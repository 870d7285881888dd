//! CLI argument definitions for `acadanalytics`

use clap::{Parser, Subcommand, ValueEnum};
use std::path::PathBuf;

use academic_analytics::config::{validate_requirement, ConfigOverrides};
use academic_analytics::core::primitives::GradeGranularity;
use academic_analytics::core::projection::ProjectionMethod;
use academic_analytics::core::report::ReportFormat;
use academic_analytics::logger::Level;

/// CLI log level argument
///
/// Converts to lowercase strings for config storage and to `logger::Level`
/// for runtime use.
#[derive(Copy, Clone, Debug, ValueEnum, PartialEq, Eq)]
pub enum LogLevelArg {
    /// Error-level logging
    Error,
    /// Warning-level logging
    Warn,
    /// Info-level logging
    Info,
    /// Debug-level logging
    Debug,
}

impl From<LogLevelArg> for Level {
    fn from(arg: LogLevelArg) -> Self {
        match arg {
            LogLevelArg::Error => Self::Error,
            LogLevelArg::Warn => Self::Warn,
            LogLevelArg::Info => Self::Info,
            LogLevelArg::Debug => Self::Debug,
        }
    }
}

impl std::fmt::Display for LogLevelArg {
    fn fmt(&self, f: &mut std::fmt::Formatter<'_>) -> std::fmt::Result {
        write!(f, "{}", Level::from(*self))
    }
}

/// Grade distribution bucketing
#[derive(Copy, Clone, Debug, ValueEnum, PartialEq, Eq)]
pub enum GranularityArg {
    /// One bucket per letter grade with modifiers (A-, B+)
    Exact,
    /// Modifiers folded into the plain letter
    Collapsed,
}

impl From<GranularityArg> for GradeGranularity {
    fn from(arg: GranularityArg) -> Self {
        match arg {
            GranularityArg::Exact => Self::Exact,
            GranularityArg::Collapsed => Self::Collapsed,
        }
    }
}

/// Report output format
#[derive(Copy, Clone, Debug, ValueEnum, PartialEq, Eq)]
pub enum FormatArg {
    /// JSON document
    Json,
    /// Markdown summary
    Markdown,
}

impl From<FormatArg> for ReportFormat {
    fn from(arg: FormatArg) -> Self {
        match arg {
            FormatArg::Json => Self::Json,
            FormatArg::Markdown => Self::Markdown,
        }
    }
}

/// Projection method
#[derive(Copy, Clone, Debug, ValueEnum, PartialEq, Eq)]
pub enum MethodArg {
    /// Least-squares trend line
    Linear,
    /// Mean of recent terms
    MovingAverage,
    /// Exponential smoothing
    Exponential,
}

impl From<MethodArg> for ProjectionMethod {
    fn from(arg: MethodArg) -> Self {
        match arg {
            MethodArg::Linear => Self::Linear,
            MethodArg::MovingAverage => Self::MovingAverage,
            MethodArg::Exponential => Self::Exponential,
        }
    }
}

/// Parse `--requirement`, rejecting zero, negative and non-finite values
fn parse_requirement(raw: &str) -> Result<f64, String> {
    let credits = raw
        .trim()
        .parse::<f64>()
        .map_err(|_| format!("'{raw}' is not a number"))?;
    validate_requirement(credits)
}

#[derive(Debug, Subcommand)]
pub enum ConfigSubcommand {
    /// Display configuration values.
    ///
    /// If a KEY is provided, displays only that configuration value.
    /// If no KEY is provided, displays all configuration values.
    Get {
        /// Optional configuration key to display (e.g., `level`, `requirement`, `data_dir`)
        #[arg(value_name = "KEY")]
        key: Option<String>,
    },
    /// Set a configuration value.
    Set {
        /// Configuration key to set
        #[arg(value_name = "KEY")]
        key: String,
        /// Value to set
        #[arg(value_name = "VALUE")]
        value: String,
    },
    /// Unset a configuration value.
    Unset {
        /// Configuration key to unset
        #[arg(value_name = "KEY")]
        key: String,
    },
    /// Reset configuration to defaults (requires confirmation).
    Reset,
}

#[derive(Debug, Subcommand)]
pub enum Command {
    /// Manage configuration.
    ///
    /// If no subcommand is provided, displays all configuration values.
    Config {
        #[command(subcommand)]
        subcommand: Option<ConfigSubcommand>,
    },
    /// Compute transcript analytics.
    ///
    /// Reads course exports (CSV or JSON) given as FILES, or fetches a user's
    /// records from the configured source with --user.
    Analyze {
        /// Course export files (supports multiple)
        #[arg(value_name = "FILES", required_unless_present = "user")]
        input_files: Vec<PathBuf>,

        /// Fetch records for this user from the configured source
        #[arg(long, value_name = "ID", conflicts_with = "input_files")]
        user: Option<String>,

        /// Output format
        #[arg(short, long, value_enum, default_value = "json")]
        format: FormatArg,

        /// Write to this file instead of stdout
        #[arg(short, long, value_name = "FILE")]
        output: Option<PathBuf>,

        /// Also write the report into the configured reports directory
        #[arg(long)]
        save: bool,

        /// Append this many projected terms of GPA to the report
        #[arg(long, value_name = "TERMS")]
        project: Option<usize>,
    },
    /// Combine term GPA and credits with a points series.
    Trend {
        /// Course export file
        #[arg(value_name = "FILE")]
        input_file: PathBuf,

        /// Points series (CSV or JSON)
        #[arg(long, value_name = "FILE")]
        points: PathBuf,

        /// Project this many future terms of GPA and credits
        #[arg(long, value_name = "TERMS")]
        project: Option<usize>,

        /// Projection method
        #[arg(long, value_enum, default_value = "linear")]
        method: MethodArg,
    },
}

#[derive(Parser, Debug)]
#[command(
    name = "acadanalytics",
    about = "Academic analytics from transcript exports",
    version = env!("CARGO_PKG_VERSION")
)]
pub struct Cli {
    /// Set the runtime log level (error|warn|info|debug). Falls back to config if omitted.
    #[arg(long, value_enum)]
    pub log_level: Option<LogLevelArg>,

    /// Enable verbose output (runtime only)
    #[arg(short = 'v', long = "verbose")]
    pub verbose: bool,

    /// Enable debug-level logging and runtime debug flag (shorthand)
    #[arg(long = "debug")]
    pub debug_flag: bool,

    /// Write runtime logs to a file
    #[arg(long, value_name = "PATH")]
    pub log_file: Option<PathBuf>,

    // --- Config overrides ---
    /// Override config logging level
    #[arg(long = "config-level", value_enum)]
    pub config_level: Option<LogLevelArg>,

    /// Override the degree credit requirement
    #[arg(long, value_name = "CREDITS", value_parser = parse_requirement)]
    pub requirement: Option<f64>,

    /// Override grade distribution bucketing
    #[arg(long, value_enum)]
    pub granularity: Option<GranularityArg>,

    /// Use the built-in demo transcript instead of exports
    #[arg(long)]
    pub demo: bool,

    /// Override the directory holding user exports
    #[arg(long = "data-dir", value_name = "DIR")]
    pub data_dir: Option<PathBuf>,

    /// Override the reports output directory
    #[arg(long = "reports-dir", value_name = "DIR")]
    pub reports_dir: Option<PathBuf>,

    /// Subcommand to execute.
    /// A subcommand is required to run the CLI.
    #[command(subcommand)]
    pub command: Command,
}

impl Cli {
    /// Convert CLI flags into config overrides
    ///
    /// `None` means no override; `--demo` only ever switches demo data on.
    pub fn to_config_overrides(&self) -> ConfigOverrides {
        ConfigOverrides {
            level: self.config_level.map(|lvl| lvl.to_string()),
            file: None,
            verbose: None,
            requirement: self.requirement,
            granularity: self.granularity.map(Into::into),
            demo: self.demo.then_some(true),
            data_dir: self
                .data_dir
                .as_ref()
                .map(|p| p.to_string_lossy().to_string()),
            reports_dir: self
                .reports_dir
                .as_ref()
                .map(|p| p.to_string_lossy().to_string()),
        }
    }
}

################

* Work instruction
Copy each line of the data exactly, leaving nothing out.

* Task answer
repository 870d7285881888dd
//! CLI argument definitions for `acadanalytics`

use clap::{Parser, Subcommand, ValueEnum};
use std::path::PathBuf;

use academic_analytics::config::{validate_requirement, ConfigOverrides};
use academic_analytics::core::primitives::GradeGranularity;
use academic_analytics::core::projection::ProjectionMethod;
use academic_analytics::core::report::ReportFormat;
use academic_analytics::logger::Level;

/// CLI log level argument
///
/// Converts to lowercase strings for config storage and to `logger::Level`
/// for runtime use.
#[derive(Copy, Clone, Debug, ValueEnum, PartialEq, Eq)]
pub enum LogLevelArg {
    /// Error-level logging
    Error,
    /// Warning-level logging
    Warn,
    /// Info-level logging
    Info,
    /// Debug-level logging
    Debug,
}

impl From<LogLevelArg> for Level {
    fn from(arg: LogLevelArg) -> Self {
        match arg {
            LogLevelArg::Error => Self::Error,
            LogLevelArg::Warn => Self::Warn,
            LogLevelArg::Info => Self::Info,
            LogLevelArg::Debug => Self::Debug,
        }
    }
}

impl std::fmt::Display for LogLevelArg {
    fn fmt(&self, f: &mut std::fmt::Formatter<'_>) -> std::fmt::Result {
        write!(f, "{}", Level::from(*self))
    }
}

/// Grade distribution bucketing
#[derive(Copy, Clone, Debug, ValueEnum, PartialEq, Eq)]
pub enum GranularityArg {
    /// One bucket per letter grade with modifiers (A-, B+)
    Exact,
    /// Modifiers folded into the plain letter
    Collapsed,
}

impl From<GranularityArg> for GradeGranularity {
    fn from(arg: GranularityArg) -> Self {
        match arg {
            GranularityArg::Exact => Self::Exact,
            GranularityArg::Collapsed => Self::Collapsed,
        }
    }
}

/// Report output format
#[derive(Copy, Clone, Debug, ValueEnum, PartialEq, Eq)]
pub enum FormatArg {
    /// JSON document
    Json,
    /// Markdown summary
    Markdown,
}

impl From<FormatArg> for ReportFormat {
    fn from(arg: FormatArg) -> Self {
        match arg {
            FormatArg::Json => Self::Json,
            FormatArg::Markdown => Self::Markdown,
        }
    }
}

/// Projection method
#[derive(Copy, Clone, Debug, ValueEnum, PartialEq, Eq)]
pub enum MethodArg {
    /// Least-squares trend line
    Linear,
    /// Mean of recent terms
    MovingAverage,
    /// Exponential smoothing
    Exponential,
}

impl From<MethodArg> for ProjectionMethod {
    fn from(arg: MethodArg) -> Self {
        match arg {
            MethodArg::Linear => Self::Linear,
            MethodArg::MovingAverage => Self::MovingAverage,
            MethodArg::Exponential => Self::Exponential,
        }
    }
}

/// Parse `--requirement`, rejecting zero, negative and non-finite values
fn parse_requirement(raw: &str) -> Result<f64, String> {
    let credits = raw
        .trim()
        .parse::<f64>()
        .map_err(|_| format!("'{raw}' is not a number"))?;
    validate_requirement(credits)
}

#[derive(Debug, Subcommand)]
pub enum ConfigSubcommand {
    /// Display configuration values.
    ///
    /// If a KEY is provided, displays only that configuration value.
    /// If no KEY is provided, displays all configuration values.
    Get {
        /// Optional configuration key to display (e.g., `level`, `requirement`, `data_dir`)
        #[arg(value_name = "KEY")]
        key: Option<String>,
    },
    /// Set a configuration value.
    Set {
        /// Configuration key to set
        #[arg(value_name = "KEY")]
        key: String,
        /// Value to set
        #[arg(value_name = "VALUE")]
        value: String,
    },
    /// Unset a configuration value.
    Unset {
        /// Configuration key to unset
        #[arg(value_name = "KEY")]
        key: String,
    },
    /// Reset configuration to defaults (requires confirmation).
    Reset,
}

#[derive(Debug, Subcommand)]
pub enum Command {
    /// Manage configuration.
    ///
    /// If no subcommand is provided, displays all configuration values.
    Config {
        #[command(subcommand)]
        subcommand: Option<ConfigSubcommand>,
    },
    /// Compute transcript analytics.
    ///
    /// Reads course exports (CSV or JSON) given as FILES, or fetches a user's
    /// records from the configured source with --user.
    Analyze {
        /// Course export files (supports multiple)
        #[arg(value_name = "FILES", required_unless_present = "user")]
        input_files: Vec<PathBuf>,

        /// Fetch records for this user from the configured source
        #[arg(long, value_name = "ID", conflicts_with = "input_files")]
        user: Option<String>,

        /// Output format
        #[arg(short, long, value_enum, default_value = "json")]
        format: FormatArg,

        /// Write to this file instead of stdout
        #[arg(short, long, value_name = "FILE")]
        output: Option<PathBuf>,

        /// Also write the report into the configured reports directory
        #[arg(long)]
        save: bool,

        /// Append this many projected terms of GPA to the report
        #[arg(long, value_name = "TERMS")]
        project: Option<usize>,
    },
    /// Combine term GPA and credits with a points series.
    Trend {
        /// Course export file
        #[arg(value_name = "FILE")]
        input_file: PathBuf,

        /// Points series (CSV or JSON)
        #[arg(long, value_name = "FILE")]
        points: PathBuf,

        /// Project this many future terms of GPA and credits
        #[arg(long, value_name = "TERMS")]
        project: Option<usize>,

        /// Projection method
        #[arg(long, value_enum, default_value = "linear")]
        method: MethodArg,
    },
}

#[derive(Parser, Debug)]
#[command(
    name = "acadanalytics",
    about = "Academic analytics from transcript exports",
    version = env!("CARGO_PKG_VERSION")
)]
pub struct Cli {
    /// Set the runtime log level (error|warn|info|debug). Falls back to config if omitted.
    #[arg(long, value_enum)]
    pub log_level: Option<LogLevelArg>,

    /// Enable verbose output (runtime only)
    #[arg(short = 'v', long = "verbose")]
    pub verbose: bool,

    /// Enable debug-level logging and runtime debug flag (shorthand)
    #[arg(long = "debug")]
    pub debug_flag: bool,

    /// Write runtime logs to a file
    #[arg(long, value_name = "PATH")]
    pub log_file: Option<PathBuf>,

    // --- Config overrides ---
    /// Override config logging level
    #[arg(long = "config-level", value_enum)]
    pub config_level: Option<LogLevelArg>,

    /// Override the degree credit requirement
    #[arg(long, value_name = "CREDITS", value_parser = parse_requirement)]
    pub requirement: Option<f64>,

    /// Override grade distribution bucketing
    #[arg(long, value_enum)]
    pub granularity: Option<GranularityArg>,

    /// Use the built-in demo transcript instead of exports
    #[arg(long)]
    pub demo: bool,

    /// Override the directory holding user exports
    #[arg(long = "data-dir", value_name = "DIR")]
    pub data_dir: Option<PathBuf>,

    /// Override the reports output directory
    #[arg(long = "reports-dir", value_name = "DIR")]
    pub reports_dir: Option<PathBuf>,

    /// Subcommand to execute.
    /// A subcommand is required to run the CLI.
    #[command(subcommand)]
    pub command: Command,
}

impl Cli {
    /// Convert CLI flags into config overrides
    ///
    /// `None` means no override; `--demo` only ever switches demo data on.
    pub fn to_config_overrides(&self) -> ConfigOverrides {
        ConfigOverrides {
            level: self.config_level.map(|lvl| lvl.to_string()),
            file: None,
            verbose: None,
            requirement: self.requirement,
            granularity: self.granularity.map(Into::into),
            demo: self.demo.then_some(true),
            data_dir: self
                .data_dir
                .as_ref()
                .map(|p| p.to_string_lossy().to_string()),
            reports_dir: self
                .reports_dir
                .as_ref()
                .map(|p| p.to_string_lossy().to_string()),
        }
    }
}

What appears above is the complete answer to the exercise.